TULSA, Okla. – A nonchalant, shoulder-shrugging Arizona team appeared in the opening minutes of the Wildcats’ first NCAA Tournament game under head coach Sean Miller.
On the opposite bench, an even younger Memphis Tiger team came out with an emotional chip on the shoulder fitting of their No. 12 seed.
So it became a game of Memphis’ eccentric emotions versus Arizona’s persistent approach in Tulsa, Okla. In the end, the Wildcats’ consistent focus won out in their 77-75 victory against Tigers in the second round of the NCAA Tournament.
“”They’re a young team,”” point guard Momo Jones said of the Tigers. “”I think they wanted to come in here, and I think they wanted to do something big. This was their chance. They came out really riled up.
“”We kind of came out nonchalant,”” the sophomore added.
Maybe it’s a stretch, but that “”just another game”” attitude helped the Wildcats out, because in the huddle, there was no sense of panic and no sense that they wouldn’t win the game even though they found themselves down 10-1 in the early minutes.
It was a testament to how much experience Arizona’s gotten in such little time.
Much of that growth came by way of the Wildcats’ last two games against the Washington Huskies, where late-game heroics and late-game melt-downs combined and defined the season. In McKale, it was forward Derrick Williams’ block in the final second. At the Pacific 10 Conference Tournament last weekend, it was blowing a four-point lead in the final minutes.
Friday was deja vu. Williams needed a block on Memphis’ Wesley Witherspoon in the final second to avoid the loss after a five-point advantage melted to one.
“”It’s nothing new,”” sophomore Kevin Parrom said. “”Coach just emphasizes staying focused, and just keying in on the win and staying as a team. Not collapsing, just being a family, stay close.””
Persistence paid off.
Arizona head coach Sean Miller told us all before that he didn’t see his younger players as sophomores, and he has a point. Not many teams with so many sophomores have had those same sophomores play significant minutes for 65 games.
So when Arizona found itself down by as many as 10 points in the first half, it wasn’t a shock that the Wildcats didn’t panic.
Really?
“”They couldn’t play at that pace the whole game,”” forward Solomon Hill said, who said the Wildcats never got the sense that their team was in trouble.
And when the Wildcats got a 48-40 lead early in the second half, the Tigers responded with a 13-0 run while holding Arizona scoreless for more than five minutes.

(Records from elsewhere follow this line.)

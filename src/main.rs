//! Murmur - mood-driven ambient tone synthesis

use anyhow::{bail, Context, Result};
use clap::Parser;
use serde::Serialize;
use std::collections::BTreeMap;
use std::io::Write;
use std::sync::mpsc;
use std::sync::Arc;
use std::time::Duration;
use tracing::{info, warn};
use tracing_subscriber::{layer::SubscriberExt, util::SubscriberInitExt};

use murmur::catalog::{Catalog, MoodPreset, SuggestionAdvisor, SuggestionPopup};
use murmur::config::{self, MurmurConfig};
use murmur::engine::{
    default_device_name, list_output_devices, AmbientController, AmbientEngine, CpalDevice,
    OfflineDevice, Recorder,
};

mod cli;

use cli::{Cli, Commands, PresetChoice};

fn main() -> Result<()> {
    tracing_subscriber::registry()
        .with(
            tracing_subscriber::EnvFilter::try_from_default_env()
                .unwrap_or_else(|_| "murmur=info".into()),
        )
        .with(tracing_subscriber::fmt::layer().with_writer(std::io::stderr))
        .init();

    let cli = Cli::parse();

    match cli.command {
        Commands::Play { choice, duration } => {
            let cfg = config::load_or_default(&cli.config)?;
            let catalog = Arc::new(Catalog::from_config(&cfg.catalog)?);
            let preset = resolve_preset(&catalog, &choice, &cfg)?;

            let device = match CpalDevice::open(cfg.audio.device.as_deref(), cfg.master.volume) {
                Ok(device) => device,
                Err(e) => {
                    warn!(error = %e, "no audio output, nothing to play");
                    println!("Audio unavailable: {}", e);
                    return Ok(());
                }
            };

            println!("Playing {} ({}) on {}", preset.display_name, preset.id, device.name());
            println!("  Sample rate: {} Hz", device.sample_rate());
            println!("  Tones: {}", preset.tones.len());
            println!("  Fade-in: {} ms", cfg.master.fade_in_ms);
            println!("  Master volume: {:.0}%", cfg.master.volume * 100.0);

            let engine = AmbientEngine::new(device, Arc::clone(&catalog))
                .with_fade_in(cfg.master.fade_in());
            let mut controller = AmbientController::new(engine);

            let rt = tokio::runtime::Runtime::new()?;
            let playing = rt.block_on(async {
                controller.select(preset).await;
                controller.toggle().await
            });
            if !playing {
                println!("Audio unavailable, staying silent.");
                return Ok(());
            }

            let (tx, rx) = mpsc::channel();
            ctrlc::set_handler(move || {
                let _ = tx.send(());
            })
            .context("failed to install Ctrl-C handler")?;

            match duration {
                Some(secs) => {
                    println!("\nPlaying for {}s (Ctrl-C to stop early)...", secs);
                    let _ = rx.recv_timeout(Duration::from_secs(secs));
                }
                None => {
                    println!("\nPress Ctrl-C to stop.");
                    let _ = rx.recv();
                }
            }

            rt.block_on(controller.toggle());
            println!("Stopped.");
        }

        Commands::Record {
            choice,
            output,
            duration,
        } => {
            let cfg = config::load_or_default(&cli.config)?;
            let catalog = Arc::new(Catalog::from_config(&cfg.catalog)?);
            let preset = resolve_preset(&catalog, &choice, &cfg)?;
            let sample_rate = cfg.audio.sample_rate;

            println!(
                "Recording {} ({}) for {}s to {:?}...",
                preset.display_name, preset.id, duration, output
            );

            let device = OfflineDevice::new(sample_rate, cfg.master.volume);
            let mut engine = AmbientEngine::new(device, catalog).with_fade_in(cfg.master.fade_in());

            let rt = tokio::runtime::Runtime::new()?;
            rt.block_on(engine.start(&preset))?;

            let mut recorder = Recorder::new(&output, sample_rate)?;
            let mut last_second = u64::MAX;
            recorder.capture(
                engine.device(),
                Duration::from_secs(duration),
                cfg.audio.buffer_size,
                |written| {
                    let second = written / sample_rate as u64;
                    if second != last_second {
                        last_second = second;
                        print!("\r  Progress: {}s / {}s", second, duration);
                        let _ = std::io::stdout().flush();
                    }
                },
            )?;
            engine.stop();

            let secs = recorder.duration_secs();
            recorder.finalize()?;
            println!("\nRecorded {:.1}s to {:?}", secs, output);
            info!(path = ?output, seconds = secs, "recording finished");
        }

        Commands::Presets { json } => {
            let cfg = config::load_or_default(&cli.config)?;
            let catalog = Catalog::from_config(&cfg.catalog)?;

            if json {
                let listing = CatalogListing {
                    fallback: &catalog.fallback().id,
                    routes: catalog.routes().into_iter().collect(),
                    presets: catalog.presets(),
                };
                println!("{}", serde_json::to_string_pretty(&listing)?);
                return Ok(());
            }

            println!("Presets:");
            for preset in catalog.presets() {
                println!(
                    "  {:<10} {:<16} {} tones  {}",
                    preset.id,
                    preset.display_name,
                    preset.tones.len(),
                    preset.description
                );
                for tone in &preset.tones {
                    print!(
                        "      {:>8.2} Hz  {:<8}  gain {:.2}",
                        tone.frequency_hz,
                        tone.waveform.as_str(),
                        tone.relative_gain
                    );
                    if let Some(cutoff) = tone.cutoff_hz {
                        print!("  low-pass {:.0} Hz", cutoff);
                    }
                    println!();
                }
            }

            println!("\nSection routes:");
            for (section, id) in catalog.routes() {
                println!("  {:<12} -> {}", section, id);
            }
            println!("  {:<12} -> {}", "(other)", catalog.fallback().id);
        }

        Commands::Suggest { section, current } => {
            let cfg = config::load_or_default(&cli.config)?;
            let catalog = Arc::new(Catalog::from_config(&cfg.catalog)?);
            let advisor = SuggestionAdvisor::from_config(catalog, &cfg.suggestions);
            let popup = SuggestionPopup::from_config(&cfg.suggestions);

            println!("Analyzing mood for section '{}'...", section);
            let rt = tokio::runtime::Runtime::new()?;
            let suggestion = rt.block_on(advisor.analyze(&section, current.as_deref()));

            println!("{}", suggestion.message());
            if suggestion.is_new() {
                println!(
                    "  (the widget shows this for {}s)",
                    popup.dismiss_after().as_secs_f64()
                );
            } else {
                println!("  Already playing this preset.");
            }
        }

        Commands::Devices => {
            match default_device_name() {
                Some(name) => println!("Default output: {}\n", name),
                None => println!("No default output device.\n"),
            }

            let devices = list_output_devices();
            if devices.is_empty() {
                println!("No output devices found.");
            } else {
                println!("Output devices:");
                for (name, config) in devices {
                    println!(
                        "  - {} ({} Hz, {} ch)",
                        name, config.sample_rate.0, config.channels
                    );
                }
            }
        }

        Commands::Check => {
            println!("Checking configuration at {:?}...", cli.config);

            match config::load_config(&cli.config) {
                Ok(cfg) => {
                    println!("Configuration is valid!");
                    print_summary(&cfg)?;
                }
                Err(e) => {
                    println!("Configuration is invalid: {:#}", e);
                    std::process::exit(1);
                }
            }
        }

        Commands::Init => {
            let example_config = include_str!("../murmur.example.yaml");

            if cli.config.exists() {
                println!("{:?} already exists. Not overwriting.", cli.config);
            } else {
                std::fs::write(&cli.config, example_config)?;
                println!("Created {:?} with example configuration.", cli.config);
            }
        }
    }

    Ok(())
}

#[derive(Serialize)]
struct CatalogListing<'a> {
    fallback: &'a str,
    routes: BTreeMap<&'a str, &'a str>,
    presets: &'a [MoodPreset],
}

/// Pick the preset named on the command line, or the one suggested for a section.
/// With neither, the fallback preset is used.
fn resolve_preset(catalog: &Catalog, choice: &PresetChoice, cfg: &MurmurConfig) -> Result<MoodPreset> {
    if let Some(id) = &choice.preset {
        return match catalog.get(id) {
            Some(preset) => Ok(preset.clone()),
            None => {
                let known: Vec<&str> = catalog.presets().iter().map(|p| p.id.as_str()).collect();
                bail!("Unknown preset '{}' (known: {})", id, known.join(", "))
            }
        };
    }

    if let Some(section) = &choice.section {
        let advisor = SuggestionAdvisor::from_config(Arc::new(catalog.clone()), &cfg.suggestions);
        let suggestion = advisor.suggest_now(section, None);
        println!("{}", suggestion.message());
        return Ok(suggestion.preset);
    }

    Ok(catalog.fallback().clone())
}

fn print_summary(cfg: &MurmurConfig) -> Result<()> {
    let catalog = Catalog::from_config(&cfg.catalog)?;

    println!("  Sample rate: {} Hz", cfg.audio.sample_rate);
    println!("  Buffer size: {}", cfg.audio.buffer_size);
    println!(
        "  Device: {}",
        cfg.audio.device.as_deref().unwrap_or("(default)")
    );
    println!("  Master volume: {:.0}%", cfg.master.volume * 100.0);
    println!("  Fade-in: {} ms", cfg.master.fade_in_ms);
    println!(
        "  Suggestions: {} ms analysis, {} ms popup",
        cfg.suggestions.analysis_delay_ms, cfg.suggestions.dismiss_after_ms
    );
    println!("  Presets: {}", catalog.len());
    for preset in catalog.presets() {
        println!("    - {} ({} tones)", preset.id, preset.tones.len());
    }
    println!("  Fallback: {}", catalog.fallback().id);
    Ok(())
}
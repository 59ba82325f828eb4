//! Section-based preset suggestions
//!
//! The "analysis" is a catalog lookup behind a fixed delay. The popup that
//! presents a suggestion closes itself after a configurable interval.

use std::sync::Arc;
use std::time::{Duration, Instant};

use tracing::debug;

use super::{Catalog, MoodPreset};
use crate::config::SuggestionConfig;

/// A recommended preset for a section
#[derive(Debug, Clone, PartialEq)]
pub struct Suggestion {
    pub section: String,
    pub preset: MoodPreset,
    /// Id of the preset selected when the suggestion was made
    pub current: Option<String>,
}

impl Suggestion {
    /// True when the suggestion differs from the current selection
    pub fn is_new(&self) -> bool {
        self.current.as_deref() != Some(self.preset.id.as_str())
    }

    /// Text shown in the popup
    pub fn message(&self) -> String {
        format!("Suggested: {}. {}", self.preset.display_name, self.preset.description)
    }
}

/// Produces suggestions after a simulated analysis delay
#[derive(Debug, Clone)]
pub struct SuggestionAdvisor {
    catalog: Arc<Catalog>,
    analysis_delay: Duration,
}

impl SuggestionAdvisor {
    pub fn new(catalog: Arc<Catalog>, analysis_delay: Duration) -> Self {
        Self {
            catalog,
            analysis_delay,
        }
    }

    pub fn from_config(catalog: Arc<Catalog>, config: &SuggestionConfig) -> Self {
        Self::new(catalog, config.analysis_delay())
    }

    pub fn analysis_delay(&self) -> Duration {
        self.analysis_delay
    }

    /// Suggest a preset for `section` without waiting
    pub fn suggest_now(&self, section: &str, current: Option<&str>) -> Suggestion {
        let preset = self.catalog.recommend(section).clone();
        debug!(section, preset = %preset.id, "suggestion ready");

        Suggestion {
            section: section.to_string(),
            preset,
            current: current.map(str::to_string),
        }
    }

    /// Wait out the analysis delay, then suggest
    pub async fn analyze(&self, section: &str, current: Option<&str>) -> Suggestion {
        debug!(section, delay_ms = self.analysis_delay.as_millis() as u64, "analyzing section");
        tokio::time::sleep(self.analysis_delay).await;
        self.suggest_now(section, current)
    }
}

/// One-shot popup presenting a suggestion
#[derive(Debug, Clone)]
pub struct SuggestionPopup {
    dismiss_after: Duration,
    suggestion: Option<Suggestion>,
    shown_at: Option<Instant>,
}

impl SuggestionPopup {
    pub fn new(dismiss_after: Duration) -> Self {
        Self {
            dismiss_after,
            suggestion: None,
            shown_at: None,
        }
    }

    pub fn from_config(config: &SuggestionConfig) -> Self {
        Self::new(config.dismiss_after())
    }

    pub fn dismiss_after(&self) -> Duration {
        self.dismiss_after
    }

    /// Open the popup if the suggestion is new. Returns whether it opened.
    pub fn show(&mut self, suggestion: Suggestion, now: Instant) -> bool {
        let open = suggestion.is_new();
        self.suggestion = Some(suggestion);
        self.shown_at = open.then_some(now);
        open
    }

    pub fn is_visible(&self, now: Instant) -> bool {
        match self.shown_at {
            Some(shown_at) => now.saturating_duration_since(shown_at) < self.dismiss_after,
            None => false,
        }
    }

    /// Last suggestion received, shown or not
    pub fn suggestion(&self) -> Option<&Suggestion> {
        self.suggestion.as_ref()
    }

    pub fn dismiss(&mut self) {
        self.shown_at = None;
    }

    /// Take the suggested preset and close the popup
    pub fn accept(&mut self) -> Option<MoodPreset> {
        self.shown_at = None;
        self.suggestion.take().map(|s| s.preset)
    }
}
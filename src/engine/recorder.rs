//! WAV capture of offline renders

use anyhow::{Context, Result};
use hound::{SampleFormat, WavSpec, WavWriter};
use std::fs::File;
use std::io::BufWriter;
use std::path::Path;
use std::time::Duration;

use super::device::OfflineDevice;

/// Writes mono 32-bit float WAV files
pub struct Recorder {
    writer: WavWriter<BufWriter<File>>,
    sample_rate: u32,
    samples_written: u64,
}

impl Recorder {
    pub fn new(path: &Path, sample_rate: u32) -> Result<Self> {
        let spec = WavSpec {
            channels: 1,
            sample_rate,
            bits_per_sample: 32,
            sample_format: SampleFormat::Float,
        };

        let writer = WavWriter::create(path, spec)
            .with_context(|| format!("failed to create WAV file: {:?}", path))?;

        Ok(Self {
            writer,
            sample_rate,
            samples_written: 0,
        })
    }

    pub fn sample_rate(&self) -> u32 {
        self.sample_rate
    }

    pub fn samples_written(&self) -> u64 {
        self.samples_written
    }

    /// Recorded length in seconds
    pub fn duration_secs(&self) -> f64 {
        self.samples_written as f64 / self.sample_rate as f64
    }

    pub fn write_buffer(&mut self, buffer: &[f32]) -> Result<()> {
        for &sample in buffer {
            self.writer
                .write_sample(sample)
                .context("failed to write sample")?;
        }
        self.samples_written += buffer.len() as u64;
        Ok(())
    }

    /// Render `length` of audio from the device in `block`-sized chunks.
    /// `on_block` receives the running total of samples written.
    pub fn capture(
        &mut self,
        device: &OfflineDevice,
        length: Duration,
        block: usize,
        mut on_block: impl FnMut(u64),
    ) -> Result<()> {
        let total = (length.as_secs_f64() * self.sample_rate as f64).round() as u64;
        let mut buffer = vec![0.0f32; block.max(1)];
        let mut remaining = total;

        while remaining > 0 {
            let n = remaining.min(buffer.len() as u64) as usize;
            device.render(&mut buffer[..n])?;
            self.write_buffer(&buffer[..n])?;
            remaining -= n as u64;
            on_block(self.samples_written);
        }

        Ok(())
    }

    /// Write the header and close the file. Must be called for a valid WAV.
    pub fn finalize(self) -> Result<()> {
        self.writer.finalize().context("failed to finalize WAV file")
    }
}

#[cfg(test)]
mod tests {
    use super::*;
    use crate::catalog::ToneParameters;
    use crate::engine::AudioDevice;
    use crate::synth::Waveform;
    use tempfile::NamedTempFile;

    #[test]
    fn test_recorder_creation() {
        let file = NamedTempFile::new().unwrap();
        let recorder = Recorder::new(file.path(), 44100).unwrap();

        assert_eq!(recorder.sample_rate(), 44100);
        assert_eq!(recorder.samples_written(), 0);
        assert_eq!(recorder.duration_secs(), 0.0);
    }

    #[test]
    fn test_capture_length() {
        let file = NamedTempFile::new().unwrap();
        let device = OfflineDevice::new(8000, 0.7);
        let mut recorder = Recorder::new(file.path(), 8000).unwrap();

        let mut blocks = 0;
        recorder
            .capture(&device, Duration::from_millis(1500), 512, |_| blocks += 1)
            .unwrap();

        assert_eq!(recorder.samples_written(), 12000);
        assert!((recorder.duration_secs() - 1.5).abs() < 1e-9);
        assert_eq!(blocks, 24);
    }

    #[test]
    fn test_capture_produces_valid_wav() {
        let file = NamedTempFile::new().unwrap();
        let path = file.path().to_path_buf();

        let mut device = OfflineDevice::new(8000, 1.0);
        let _tone = device
            .create_tone(
                &ToneParameters::new(220.0, Waveform::Sine, 0.05),
                Duration::from_millis(100),
            )
            .unwrap();

        let mut recorder = Recorder::new(&path, 8000).unwrap();
        recorder
            .capture(&device, Duration::from_millis(500), 256, |_| {})
            .unwrap();
        recorder.finalize().unwrap();

        let reader = hound::WavReader::open(&path).unwrap();
        let spec = reader.spec();
        assert_eq!(spec.channels, 1);
        assert_eq!(spec.sample_rate, 8000);
        assert_eq!(spec.sample_format, SampleFormat::Float);

        let samples: Vec<f32> = reader.into_samples().map(|s| s.unwrap()).collect();
        assert_eq!(samples.len(), 4000);
        // Fade-in: silent start, audible after the ramp
        assert_eq!(samples[0], 0.0);
        let peak = samples[2000..].iter().fold(0.0f32, |a, &b| a.max(b.abs()));
        assert!(peak > 0.04 && peak <= 0.05 + 1e-6, "peak {}", peak);
    }
}
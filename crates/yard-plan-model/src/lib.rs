// Copyright (c) 2025 Felix Kahle.
//
// Permission is hereby granted, free of charge, to any person obtaining
// a copy of this software and associated documentation files (the
// "Software"), to deal in the Software without restriction, including
// without limitation the rights to use, copy, modify, merge, publish,
// distribute, sublicense, and/or sell copies of the Software, and to
// permit persons to whom the Software is furnished to do so, subject to
// the following conditions:
//
// The above copyright notice and this permission notice shall be
// included in all copies or substantial portions of the Software.
//
// THE SOFTWARE IS PROVIDED "AS IS", WITHOUT WARRANTY OF ANY KIND,
// EXPRESS OR IMPLIED, INCLUDING BUT NOT LIMITED TO THE WARRANTIES OF
// MERCHANTABILITY, FITNESS FOR A PARTICULAR PURPOSE AND
// NONINFRINGEMENT. IN NO EVENT SHALL THE AUTHORS OR COPYRIGHT HOLDERS BE
// LIABLE FOR ANY CLAIM, DAMAGES OR OTHER LIABILITY, WHETHER IN AN ACTION
// OF CONTRACT, TORT OR OTHERWISE, ARISING FROM, OUT OF OR IN CONNECTION
// WITH THE SOFTWARE OR THE USE OR OTHER DEALINGS IN THE SOFTWARE.

pub mod emit;
pub mod err;
pub mod generator;
pub mod id;
pub mod loader;
pub mod mission;
pub mod problem;
pub mod yard;

pub mod prelude {
    pub use crate::emit::{write_missions, write_missions_path};
    pub use crate::err::{EmitError, LoadError};
    pub use crate::generator::{
        GeneratedInstance, InstanceGenConfig, InstanceGenConfigBuilder, InstanceGenerator,
    };
    pub use crate::id::{BatchId, ContainerId};
    pub use crate::loader::{
        CommandKind, CommandRecord, SnapshotRecord, load_commands_path, load_layout_path,
        load_snapshot_path,
    };
    pub use crate::mission::{
        DEFAULT_BASE_TIME, Mission, MissionKind, MissionStatus, renumber_missions,
    };
    pub use crate::problem::{Problem, ProblemBuildError, ProblemBuilder};
    pub use crate::yard::{LayoutError, YardError, YardLayout, YardState};
}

But as the game grew older, so did the Arizona Wildcats. Still no worry the game was slipping a way? Nope.
In the final minutes, missed free throws and wild shot attempts by the Tigers showed that the aged Wildcats don’t need an eccentric adrenaline to win games.
All they had to do was keep at it.
And just as it had been a week prior, the game came down to a small lead with under a minute to play. Up 75-70 with 23 seconds left, two foul shots by Memphis guard Joe Jackson and a botched inbounds pass leading to a Jackson lay-up cut UA’s lead to one.
After two clutch free throws from Jones and a 1-for-2 trip by Jackson, Williams’ block sent the Tigers packing for good.
“”It wasn’t the prettiest win,”” Parrom said. “”We just wanted to survive and advance. You win by one, two, you know … it still counts as a W. That’s all we’re really focused on.””
Focus: what an aging-Arizona team is just learning to win by.